In September 2017, he published Things Can Only Get Worse? Twenty Confusing Years in the Life of a Labour Supporter – the sequel to his first political memoir, picking up where the original left off, from the New Labour landslide of 1997 following the journey over two decades up to Brexit, the election of Donald Trump and Theresa May's snap election of 2017. The memoir was shortlisted for the 2017 Parliamentary Book Awards for "Best book by a non-Parliamentarian" and was adapted for serialisation on BBC Radio 4. In March 2024, he published his sixth novel Family Politics, described by Alistair Campbell as "the funniest book about politics I have ever read".

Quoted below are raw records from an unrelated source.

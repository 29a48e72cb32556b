//! Header alias patterns.
//!
//! Patterns run against [`normalize_header`](crate::utils::normalize_header)
//! output: lowercase words separated by single spaces. "Strong" patterns are
//! anchored and describe the whole header; "weak" ones only need to appear
//! somewhere in it.

use roster_model::TargetField;

/// Words that put a header in guardian context.
macro_rules! guardian_words {
    () => {
        r"(?:parent|guardian|mother|father|mom|mum|dad|caregiver|carer|contact|emergency contact)s?"
    };
}

/// Optional slot marker around a guardian word ("parent 2", "secondary guardian").
macro_rules! slot_words {
    () => {
        r"(?:1|2|one|two|primary|secondary|second|alternate|alt|other)"
    };
}

/// Guardian-context detector for student-field penalties.
pub(crate) const GUARDIAN_CONTEXT: &str = concat!(r"\b", guardian_words!(), r"\b");

/// Headers that describe another entity and should not feed student fields.
pub(crate) const ENTITY_CONTEXT: &str =
    r"\b(?:school|class|classroom|homeroom|teacher|course|section|campus|room)\b";

/// Slot markers pointing at the second guardian.
pub(crate) const SECOND_SLOT: &str = r"\b(?:2|two|second|secondary|alternate|alt|other)\b";

/// Slot markers pointing at the first guardian.
pub(crate) const FIRST_SLOT: &str = r"\b(?:1|one|primary)\b";

/// Regex sources for one field.
pub(crate) struct AliasPatterns {
    pub strong: &'static [&'static str],
    pub weak: &'static [&'static str],
}

const GUARDIAN_NAME: AliasPatterns = AliasPatterns {
    strong: &[
        concat!(
            r"^(?:",
            slot_words!(),
            r" )?",
            guardian_words!(),
            r"(?: ",
            slot_words!(),
            r")?(?: full)?(?: name)?$"
        ),
        concat!(r"^name of ", guardian_words!(), r"(?: ", slot_words!(), r")?$"),
    ],
    weak: &[concat!(r"\b", guardian_words!(), r"\b.*\bname\b")],
};

const GUARDIAN_EMAIL: AliasPatterns = AliasPatterns {
    strong: &[concat!(
        r"^(?:",
        slot_words!(),
        r" )?",
        guardian_words!(),
        r"(?: ",
        slot_words!(),
        r")? e ?mail(?: address)?(?: ",
        slot_words!(),
        r")?$"
    )],
    weak: &[
        concat!(r"\b", guardian_words!(), r"\b.*\be ?mail\b"),
        concat!(r"\be ?mail\b.*\b", guardian_words!(), r"\b"),
    ],
};

const GUARDIAN_PHONE: AliasPatterns = AliasPatterns {
    strong: &[concat!(
        r"^(?:",
        slot_words!(),
        r" )?",
        guardian_words!(),
        r"(?: ",
        slot_words!(),
        r")?(?: home| cell| mobile| work| day)? (?:phone|telephone|tel|mobile|cell)(?: number| no)?(?: ",
        slot_words!(),
        r")?$"
    )],
    weak: &[
        concat!(r"\b", guardian_words!(), r"\b.*\b(?:phone|telephone|tel|mobile|cell)\b"),
        r"^(?:home |cell |mobile |contact )?(?:phone|telephone)(?: number| no)?$",
    ],
};

const GUARDIAN_RELATIONSHIP: AliasPatterns = AliasPatterns {
    strong: &[
        concat!(
            r"^(?:",
            guardian_words!(),
            r" )?(?:",
            slot_words!(),
            r" )?(?:relationship|relation)(?: to student| to child)?(?: ",
            slot_words!(),
            r")?$"
        ),
        concat!(
            r"^",
            guardian_words!(),
            r"(?: ",
            slot_words!(),
            r")? (?:relationship|relation|type|role)$"
        ),
    ],
    weak: &[r"\brelation(?:ship)?\b"],
};

/// Returns the alias patterns for a field.
///
/// Guardian slots share one pattern set; slot disambiguation happens in
/// scoring.
pub(crate) fn aliases(field: TargetField) -> AliasPatterns {
    use TargetField as F;
    match field {
        F::First => AliasPatterns {
            strong: &[
                r"^(?:student |child |pupil |legal |preferred )?(?:first|given|fore) ?name$",
                r"^(?:student |child |pupil )?(?:first|given|fname|forename)$",
            ],
            weak: &[r"\b(?:first|given|fname|forename)\b"],
        },
        F::Last => AliasPatterns {
            strong: &[
                r"^(?:student |child |pupil |legal )?(?:last|family|sur) ?name$",
                r"^(?:student |child |pupil )?(?:last|lname|surname)$",
            ],
            weak: &[r"\b(?:last|surname|lname)\b", r"\bfamily name\b"],
        },
        F::StudentExternalId => AliasPatterns {
            strong: &[
                r"^(?:student |pupil )?(?:id|number|no|num|code)$",
                r"^(?:sis|oen|osis|lasid|sasid)(?: id| number| no)?$",
                r"^(?:state|local|external|district|school)(?: student)? (?:id|number|no)$",
                r"^student (?:id|identifier) (?:number|no|num)$",
            ],
            weak: &[
                r"\b(?:id|identifier)\b",
                r"\bstudent (?:number|no|num|code)\b",
            ],
        },
        F::Grade => AliasPatterns {
            strong: &[
                r"^(?:student |current )?(?:grade|gr|grade level|grade lvl|year|yr|year level|year group|level)$",
            ],
            weak: &[r"\b(?:grade|gr|yr)\b", r"\byear (?:level|group)\b"],
        },
        F::StudentEmail => AliasPatterns {
            strong: &[r"^(?:student |pupil |school )?e ?mail(?: address)?$"],
            weak: &[r"\be ?mail\b"],
        },
        F::Gender => AliasPatterns {
            strong: &[r"^(?:student )?(?:gender|sex)(?: identity)?$"],
            weak: &[r"\b(?:gender|sex)\b"],
        },
        F::Pronouns => AliasPatterns {
            strong: &[r"^(?:student |preferred )?pronouns?$"],
            weak: &[r"\bpronouns?\b"],
        },
        F::Iep => AliasPatterns {
            strong: &[
                r"^(?:has )?iep(?: status| flag| plan)?$",
                r"^individuali[sz]ed education (?:plan|program)$",
                r"^special (?:ed|education)$",
            ],
            weak: &[r"\biep\b", r"\bspecial ed(?:ucation)?\b", r"\beducation plan\b"],
        },
        F::Ell => AliasPatterns {
            strong: &[
                r"^(?:is )?(?:ell|esl|eld|ml|mll|ell status|esl status)$",
                r"^english (?:language )?learner$",
                r"^multilingual learner$",
            ],
            weak: &[
                r"\b(?:ell|esl|eld)\b",
                r"\benglish (?:language )?learner\b",
                r"\bmultilingual\b",
            ],
        },
        F::Medical => AliasPatterns {
            strong: &[
                r"^(?:medical|health)(?: alerts?| notes?| conditions?| concerns?| flag)?$",
                r"^(?:allergy|allergies)$",
            ],
            weak: &[r"\b(?:medical|health|allerg(?:y|ies))\b"],
        },
        F::School => AliasPatterns {
            strong: &[r"^(?:school|campus|building)(?: name)?$"],
            weak: &[r"\bschool\b", r"\bcampus\b"],
        },
        F::Classroom => AliasPatterns {
            strong: &[
                r"^(?:class|classroom|homeroom|home room|section|course|period)(?: name| code)?$",
            ],
            weak: &[r"\b(?:class|classroom|homeroom|section|course|period)\b"],
        },
        F::Guardian1Name | F::Guardian2Name => GUARDIAN_NAME,
        F::Guardian1Email | F::Guardian2Email => GUARDIAN_EMAIL,
        F::Guardian1Phone | F::Guardian2Phone => GUARDIAN_PHONE,
        F::Guardian1Relationship | F::Guardian2Relationship => GUARDIAN_RELATIONSHIP,
    }
}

O'Farrell has sold over 1 million books in the UK, and his novels have been translated into over 30 languages, including a Japanese manga edition of The Best a Man Can Get.

==Broadcasting==
O'Farrell has appeared on such programmes as Newsnight Review, Question Time, Grumpy Old Men. and Have I Got News for You, the only guest previously to have worked on the show's production team. He has written and presented a number of TV and radio documentaries such as Losing My Maidenhead and Paranoid Parenting for BBC1, and Dreaming of Toad Hall, Turn Over Your Papers Now and The Grand Masquerade for Radio 4. After O'Farrell's radio programme The Grand Masquerade on the Kit Williams 1979 treasure hunt book, the golden hare resurfaced, 20 years after it had disappeared.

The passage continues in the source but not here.